In the very phrase, "Compassion as a lens for scripture" is the recognition that scriptures, viewed plainly and without special lenses, aren't fair to everyone. The scriptures create victims – there are people whose sanctity is violated by the demeaning and injurous way that they're presented, which has led to the worst of physical injuries, land theft, enslavement, being stripped of human rights, torture and death. This is what James Carroll, author of Constantine's Cross, calls "blood libel." Blood libel is an intentional slander that has real, life-threatening or ending consequences.
To view statements of blood libel with compassion, and say to ourselves, "Well, here's how, if we twist ourselves into a pretzel, we can view this as meaning something else," is condescending. As justice comes before charity, so equality has to come before compassion. If the scriptures are open to interpretation, then God is ambiguous. But I don't think that they're ambiguous at all. We want to see them as ambiguous because we don't want to face that they're grounded in the superiority of one group over another. Rather than the scriptures being a higher moral ground that can inform and enlighten us, what Armstrong is admitting is we need to bring that higher moral ground TO the scriptures.
In effect, then, we're bringing the Word of God that's written in our hearts, minds, and DNA – the deep-seated knowledge that all people are equally valuable – to the very compromised and confused texts that we're accepting as the basis of the world's religions. We don't see religion as existing outside of the margins, rather than between the lines. Orthodoxy comes from the same root as orthodontics – to keep in straight lines. Heresy comes from heresia, which means "to choose." Christians, Jews and Muslims are all called "people of the Book." Every major Western religion is seen as bound and channeled into some straight lines of text. And even those, like Karen Armstrong, who are questioning the contents of the Books still accept those Books as the only foundation of the world's religions.
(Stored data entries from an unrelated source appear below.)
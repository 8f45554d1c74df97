//! Test utilities shared across the crate.
//!
//! This module is only compiled during tests (`#[cfg(test)]`).

use std::ops::Range;
use std::sync::Mutex;
use std::time::Duration;

use async_trait::async_trait;

use crate::source::{PageSource, SourceError, Vehicle};

/// Vehicles `CAR-{n:03}` for every `n` in the range.
pub fn vehicles(range: Range<usize>) -> Vec<Vehicle> {
    range
        .map(|n| {
            Vehicle::new(
                format!("CAR-{n:03}"),
                format!("Inspection Vehicle {n}"),
                "Toyota Hilux",
                format!("ABC-{n:04}"),
            )
        })
        .collect()
}

/// A page source that serves canned pages and records every call.
///
/// Page `k` (offset / limit) is `pages[k]`, or empty past the end, whatever
/// the search term.
pub struct RecordingSource {
    pages: Vec<Vec<Vehicle>>,
    error: Option<SourceError>,
    latency: Duration,
    calls: Mutex<Vec<(String, usize, usize)>>,
}

impl RecordingSource {
    pub fn with_pages(pages: Vec<Vec<Vehicle>>) -> Self {
        Self {
            pages,
            error: None,
            latency: Duration::ZERO,
            calls: Mutex::new(Vec::new()),
        }
    }

    pub fn failing(error: SourceError) -> Self {
        Self {
            error: Some(error),
            ..Self::with_pages(Vec::new())
        }
    }

    pub fn with_latency(mut self, latency: Duration) -> Self {
        self.latency = latency;
        self
    }

    /// `(search_term, offset, limit)` for every fetch so far.
    pub fn calls(&self) -> Vec<(String, usize, usize)> {
        self.calls.lock().unwrap().clone()
    }

    pub fn clear_calls(&self) {
        self.calls.lock().unwrap().clear();
    }
}

#[async_trait]
impl PageSource for RecordingSource {
    fn name(&self) -> &str {
        "recording"
    }

    async fn fetch_page(
        &self,
        search_term: &str,
        offset: usize,
        limit: usize,
    ) -> Result<Vec<Vehicle>, SourceError> {
        self.calls
            .lock()
            .unwrap()
            .push((search_term.to_string(), offset, limit));
        if !self.latency.is_zero() {
            tokio::time::sleep(self.latency).await;
        }
        if let Some(error) = &self.error {
            return Err(error.clone());
        }
        Ok(self.pages.get(offset / limit).cloned().unwrap_or_default())
    }
}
Yesterday, on my way to the Farmer's Market, I heard the late Alan Watts giving a speech on FRSC. He was talking about why we shouldn't throw out God with the religious bathwater. The Bible is a concept of God, and making one concept of God into something to be worshipped is to create an idol. That's against the core tenet of Judaism. To make an idol, as Rabbi Michael Lerner says, is to put something over the face of God, which is the Judaic root of the word blasphemy. Watts continued that it doesn't mean that we should therefore accept that concept as really representing God, and then reject it. We should reject the concept presented by the book and then go about the business of creating our own concept. "God isn't dead," he says, "only the concept of God."
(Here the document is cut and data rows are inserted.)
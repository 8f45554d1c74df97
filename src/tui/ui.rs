use ratatui::Frame;
use ratatui::layout::{Constraint, Layout, Rect};
use ratatui::style::{Color, Modifier, Style};
use ratatui::text::{Line, Span};
use ratatui::widgets::{Block, Borders, Paragraph};

use crate::source::Vehicle;
use crate::tui::TuiState;
use crate::tui::component::Component;
use crate::tui::components::{TitleBar, VehicleField, VehiclePicker};

pub fn draw_ui(frame: &mut Frame, tui: &mut TuiState) {
    use Constraint::{Length, Min};
    let layout = Layout::vertical([Length(1), Length(3), Min(0)]);
    let [title_area, field_area, details_area] = layout.areas(frame.area());

    let is_open = tui.picker.as_ref().is_some_and(|p| p.is_open());
    let is_loading = tui
        .picker
        .as_ref()
        .is_some_and(|p| p.is_open() && p.coordinator().state().is_loading);

    TitleBar::new(
        tui.source_name.clone(),
        tui.status_message.clone(),
        is_loading,
    )
    .render(frame, title_area);

    let selected = tui.selected_vehicle().cloned();
    VehicleField::new(
        selected.as_ref().map(Vehicle::label),
        tui.placeholder.clone(),
        is_open,
    )
    .render(frame, field_area);

    draw_details(frame, details_area, selected.as_ref());

    if let Some(picker) = tui.picker.as_mut()
        && picker.is_open()
    {
        VehiclePicker::new(picker).render(frame, frame.area());
    }
}

fn draw_details(frame: &mut Frame, area: Rect, vehicle: Option<&Vehicle>) {
    let block = Block::default()
        .borders(Borders::TOP)
        .border_style(Style::default().fg(Color::DarkGray))
        .title(" Details ");

    let lines = match vehicle {
        Some(v) => {
            let key = Style::default()
                .fg(Color::DarkGray)
                .add_modifier(Modifier::BOLD);
            vec![
                Line::from(vec![Span::styled("ID             ", key), Span::raw(v.id_unico.clone())]),
                Line::from(vec![Span::styled("Name           ", key), Span::raw(v.name.clone())]),
                Line::from(vec![Span::styled("Model          ", key), Span::raw(v.model.clone())]),
                Line::from(vec![
                    Span::styled("License plate  ", key),
                    Span::raw(v.license_plate.clone()),
                ]),
            ]
        }
        None => vec![Line::from(Span::styled(
            "Enter to choose an inspection vehicle, q to quit.",
            Style::default().fg(Color::DarkGray),
        ))],
    };

    frame.render_widget(Paragraph::new(lines).block(block), area);
}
I was with him all the way through this part of the talk. But then he went on to quote Jesus and Paul when they question scripture. Huh? If all we know about Jesus and Paul is what we know from scripture, why do we give them credibility in what they say about scripture, as if they exist apart from it? Jesus says, "Even the devil can quote scripture for his purpose..." Paul says not to be bound by rules like the Jews, but love God and do as you will. One of the scholars from the Jesus Seminar, Bill Arnal, who teaches in the Dept of Religious Studies at the U. of Regina, sent me this response last night to a paper I'd written: "if I understand you correctly, it sounds like you are arguing that the... canonical gospels... betray, in their use of language, a strong bias that we might call, for lack of better terminology, 'pro-Imperial.' If this was your point, it is well supported by the evidence you cite, and, in my view, wholly correct. I'd go even further: I think we can see numerous instances in which material has been visibly redacted with such a view in mind; ...I think it would be worth fleshing out, on your part, ...what kind of historical trajectory this implies, i.e., the "why" of the matter. Do you think that the gospel authors are preserving the views of Jesus (or, at least, of whatever tradition predated them), or changing them? Why make such changes? What were the relevant pressures? And so on."
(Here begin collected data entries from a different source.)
use fleetpick::core::action::Action;
use fleetpick::core::coordinator::CoordinatorConfig;
use fleetpick::driver::Selector;
use fleetpick::source::{PageSource, RestPageSource, SourceError};
use serde_json::{Value, json};
use std::sync::Arc;
use std::time::Duration;
use tokio_test::{assert_err, assert_ok};
use wiremock::{
    Mock, MockServer, ResponseTemplate,
    matchers::{header, method, path, query_param, query_param_is_missing},
};

// ============================================================================
// Helper Functions
// ============================================================================

/// JSON rows shaped like the `cars` table, ids starting at `first`
fn car_rows(first: usize, count: usize) -> Value {
    let rows: Vec<Value> = (first..first + count)
        .map(|n| {
            json!({
                "id_unico": format!("CAR-{n:03}"),
                "name": format!("Inspection Vehicle {n}"),
                "model": "Ford Ranger",
                "license_plate": format!("XYZ-{n:04}"),
            })
        })
        .collect();
    Value::Array(rows)
}

fn source_for(server: &MockServer, api_key: Option<&str>) -> RestPageSource {
    RestPageSource::new(
        server.uri(),
        api_key.map(str::to_string),
        "cars".to_string(),
    )
}

// ============================================================================
// Request Shape
// ============================================================================

#[tokio::test]
async fn test_first_page_without_term_sends_window_only() {
    let mock_server = MockServer::start().await;

    Mock::given(method("GET"))
        .and(path("/rest/v1/cars"))
        .and(query_param("select", "id_unico,name,model,license_plate"))
        .and(query_param("order", "created_at.desc"))
        .and(query_param("offset", "0"))
        .and(query_param("limit", "5"))
        .and(query_param_is_missing("or"))
        .respond_with(ResponseTemplate::new(200).set_body_json(car_rows(1, 5)))
        .expect(1)
        .mount(&mock_server)
        .await;

    let source = source_for(&mock_server, None);
    let rows = assert_ok!(source.fetch_page("", 0, 5).await);

    assert_eq!(rows.len(), 5);
    assert_eq!(rows[0].id_unico, "CAR-001");
    assert_eq!(rows[0].label(), "Inspection Vehicle 1 Ford Ranger");
}

#[tokio::test]
async fn test_search_term_becomes_ilike_filter() {
    let mock_server = MockServer::start().await;

    Mock::given(method("GET"))
        .and(path("/rest/v1/cars"))
        .and(query_param("offset", "5"))
        .and(query_param("limit", "5"))
        .and(query_param(
            "or",
            "(id_unico.ilike.\"*ranger*\",name.ilike.\"*ranger*\",model.ilike.\"*ranger*\",license_plate.ilike.\"*ranger*\")",
        ))
        .respond_with(ResponseTemplate::new(200).set_body_json(car_rows(6, 2)))
        .expect(1)
        .mount(&mock_server)
        .await;

    let source = source_for(&mock_server, None);
    let rows = assert_ok!(source.fetch_page("  ranger ", 5, 5).await);
    assert_eq!(rows.len(), 2);
}

#[tokio::test]
async fn test_api_key_sent_as_headers() {
    let mock_server = MockServer::start().await;

    Mock::given(method("GET"))
        .and(path("/rest/v1/cars"))
        .and(header("apikey", "anon-key"))
        .and(header("Authorization", "Bearer anon-key"))
        .respond_with(ResponseTemplate::new(200).set_body_json(json!([])))
        .expect(1)
        .mount(&mock_server)
        .await;

    let source = source_for(&mock_server, Some("anon-key"));
    let rows = assert_ok!(source.fetch_page("", 0, 5).await);
    assert!(rows.is_empty());
}

#[tokio::test]
async fn test_trailing_slash_in_base_url() {
    let mock_server = MockServer::start().await;

    Mock::given(method("GET"))
        .and(path("/rest/v1/cars"))
        .respond_with(ResponseTemplate::new(200).set_body_json(car_rows(1, 1)))
        .expect(1)
        .mount(&mock_server)
        .await;

    let source = RestPageSource::new(
        format!("{}/", mock_server.uri()),
        None,
        "cars".to_string(),
    );
    assert_ok!(source.fetch_page("", 0, 5).await);
}

// ============================================================================
// Error Mapping
// ============================================================================

#[tokio::test]
async fn test_http_error_maps_to_api_error() {
    let mock_server = MockServer::start().await;

    Mock::given(method("GET"))
        .and(path("/rest/v1/cars"))
        .respond_with(ResponseTemplate::new(500).set_body_string("Internal Server Error"))
        .mount(&mock_server)
        .await;

    let source = source_for(&mock_server, None);
    let err = assert_err!(source.fetch_page("", 0, 5).await);

    match err {
        SourceError::Api { status, message } => {
            assert_eq!(status, 500);
            assert!(message.contains("Internal Server Error"));
        }
        other => panic!("Expected Api error, got {:?}", other),
    }
}

#[tokio::test]
async fn test_postgrest_error_body_message_is_surfaced() {
    let mock_server = MockServer::start().await;

    Mock::given(method("GET"))
        .and(path("/rest/v1/cars"))
        .respond_with(ResponseTemplate::new(401).set_body_json(json!({
            "code": "PGRST301",
            "details": null,
            "hint": null,
            "message": "JWT expired"
        })))
        .mount(&mock_server)
        .await;

    let source = source_for(&mock_server, Some("stale-key"));
    let err = assert_err!(source.fetch_page("", 0, 5).await);
    assert_eq!(
        err,
        SourceError::Api {
            status: 401,
            message: "JWT expired".to_string(),
        }
    );
}

#[tokio::test]
async fn test_malformed_json_maps_to_parse_error() {
    let mock_server = MockServer::start().await;

    Mock::given(method("GET"))
        .and(path("/rest/v1/cars"))
        .respond_with(ResponseTemplate::new(200).set_body_string("{\"rows\": ["))
        .mount(&mock_server)
        .await;

    let source = source_for(&mock_server, None);
    let err = assert_err!(source.fetch_page("", 0, 5).await);
    assert!(matches!(err, SourceError::Parse(_)), "got {:?}", err);
}

#[tokio::test]
async fn test_oversized_page_is_rejected() {
    let mock_server = MockServer::start().await;

    Mock::given(method("GET"))
        .and(path("/rest/v1/cars"))
        .respond_with(ResponseTemplate::new(200).set_body_json(car_rows(1, 6)))
        .mount(&mock_server)
        .await;

    let source = source_for(&mock_server, None);
    let err = assert_err!(source.fetch_page("", 0, 5).await);
    assert!(matches!(err, SourceError::Parse(_)), "got {:?}", err);
}

#[tokio::test]
async fn test_connection_refused_maps_to_network_error() {
    // Port 9 (discard) is almost never listening
    let source = RestPageSource::new(
        "http://127.0.0.1:9".to_string(),
        None,
        "cars".to_string(),
    );
    let err = assert_err!(source.fetch_page("", 0, 5).await);
    assert!(matches!(err, SourceError::Network(_)), "got {:?}", err);
}

// ============================================================================
// Selector Against a REST Backend
// ============================================================================

#[tokio::test]
async fn test_selector_pages_through_rest_backend() {
    let mock_server = MockServer::start().await;

    for (offset, first, count) in [("0", 1, 5), ("5", 6, 5), ("10", 11, 3)] {
        Mock::given(method("GET"))
            .and(path("/rest/v1/cars"))
            .and(query_param("offset", offset))
            .respond_with(ResponseTemplate::new(200).set_body_json(car_rows(first, count)))
            .expect(1)
            .mount(&mock_server)
            .await;
    }

    let source: Arc<dyn PageSource> = Arc::new(source_for(&mock_server, None));
    let mut selector = Selector::new(source, CoordinatorConfig::default(), Duration::from_secs(5));

    selector.dispatch(Action::Open);
    selector.process_next().await;
    for _ in 0..2 {
        selector.dispatch(Action::LoadNextPage);
        selector.process_next().await;
    }

    let state = selector.coordinator().state();
    assert_eq!(state.loaded_items.len(), 13);
    assert_eq!(state.page_index, 3);
    assert!(!state.has_more);
    assert_eq!(state.loaded_items[12].id_unico, "CAR-013");

    // Exhausted: further requests are no-ops
    selector.dispatch(Action::LoadNextPage);
    assert!(!selector.coordinator().state().is_loading);
}

#[tokio::test]
async fn test_selector_times_out_slow_backend() {
    let mock_server = MockServer::start().await;

    Mock::given(method("GET"))
        .and(path("/rest/v1/cars"))
        .respond_with(
            ResponseTemplate::new(200)
                .set_body_json(car_rows(1, 5))
                .set_delay(Duration::from_secs(2)),
        )
        .mount(&mock_server)
        .await;

    let source: Arc<dyn PageSource> = Arc::new(source_for(&mock_server, None));
    let mut selector = Selector::new(
        source,
        CoordinatorConfig::default(),
        Duration::from_millis(100),
    );

    selector.dispatch(Action::Open);
    selector.process_next().await;

    let state = selector.coordinator().state();
    assert!(!state.is_loading);
    assert!(state.loaded_items.is_empty());
    assert!(state.last_error.is_some());
}
//! # Actions
//!
//! Everything that can happen to a selector becomes an `Action`.
//! User types in the search box? That's `Action::SearchChanged(text)`.
//! A page comes back? That's `Action::PageLoaded { request, items }`.
//!
//! `update()` feeds the action to the coordinator and returns the `Effect`
//! the outside world has to carry out. No side effects here; the driver
//! spawns fetches and timers.
//!
//! ```text
//! Coordinator + Action  →  update()  →  Effect
//! ```

use std::time::Duration;

use crate::core::coordinator::QueryCoordinator;
use crate::source::{PageRequest, SourceError, Vehicle};

#[derive(Debug, Clone, PartialEq)]
pub enum Action {
    Open,
    Close,
    SearchChanged(String),
    DebounceElapsed(u64),
    LoadNextPage,
    Retry,
    PageLoaded {
        request: PageRequest,
        items: Vec<Vehicle>,
    },
    PageFailed {
        request: PageRequest,
        error: SourceError,
    },
    /// A row was chosen. `current` is the host's controlled value.
    Select {
        id: String,
        current: Option<String>,
    },
}

#[derive(Debug, Clone, PartialEq)]
pub enum Effect {
    None,
    Fetch(PageRequest),
    ScheduleDebounce { ticket: u64, delay: Duration },
    /// New controlled value for the host. Empty string clears the selection.
    ValueChanged(String),
}

impl Effect {
    /// True for the page-0 fetch that starts a new generation.
    #[cfg(test)]
    pub fn is_reset(&self) -> bool {
        matches!(self, Effect::Fetch(request) if request.page_index == 0)
    }
}

/// Picking the row that is already selected clears the selection.
pub fn next_value(current: Option<&str>, chosen: &str) -> String {
    if current == Some(chosen) {
        String::new()
    } else {
        chosen.to_string()
    }
}

pub fn update(coordinator: &mut QueryCoordinator, action: Action) -> Effect {
    let fetch = |request: Option<PageRequest>| request.map_or(Effect::None, Effect::Fetch);

    match action {
        Action::Open => fetch(coordinator.open()),
        Action::Close => {
            coordinator.close();
            Effect::None
        }
        Action::SearchChanged(term) => {
            let ticket = coordinator.set_search_term(&term);
            Effect::ScheduleDebounce {
                ticket,
                delay: coordinator.config().debounce,
            }
        }
        Action::DebounceElapsed(ticket) => fetch(coordinator.debounce_elapsed(ticket)),
        Action::LoadNextPage => fetch(coordinator.load_next_page()),
        Action::Retry => fetch(coordinator.retry()),
        Action::PageLoaded { request, items } => {
            coordinator.apply_page(&request, items);
            Effect::None
        }
        Action::PageFailed { request, error } => {
            coordinator.apply_failure(&request, &error);
            Effect::None
        }
        Action::Select { id, current } => {
            coordinator.close();
            Effect::ValueChanged(next_value(current.as_deref(), &id))
        }
    }
}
In next week's religious rant, we'll look at why I think the redaction theory – which means that the Bible was fundamentally changed – doesn't go far enough, based on the very exciting research that Bill and other scholars of the historical Jesus are doing. Their research leads, in my mind, to some inescapable conclusions that are so radical that even the researchers themselves, so far, aren't seeing it. We'll also look at the paper that Bill was responding to, entitled "Jesus: Imperialist or Revolutionary?" which focuses on a word typically translated as "thief," but which some scholars believe should be translated as "terrorist." In my paper, I agree with the latter and go further in recognizing that one person's terrorist is another person's patriot.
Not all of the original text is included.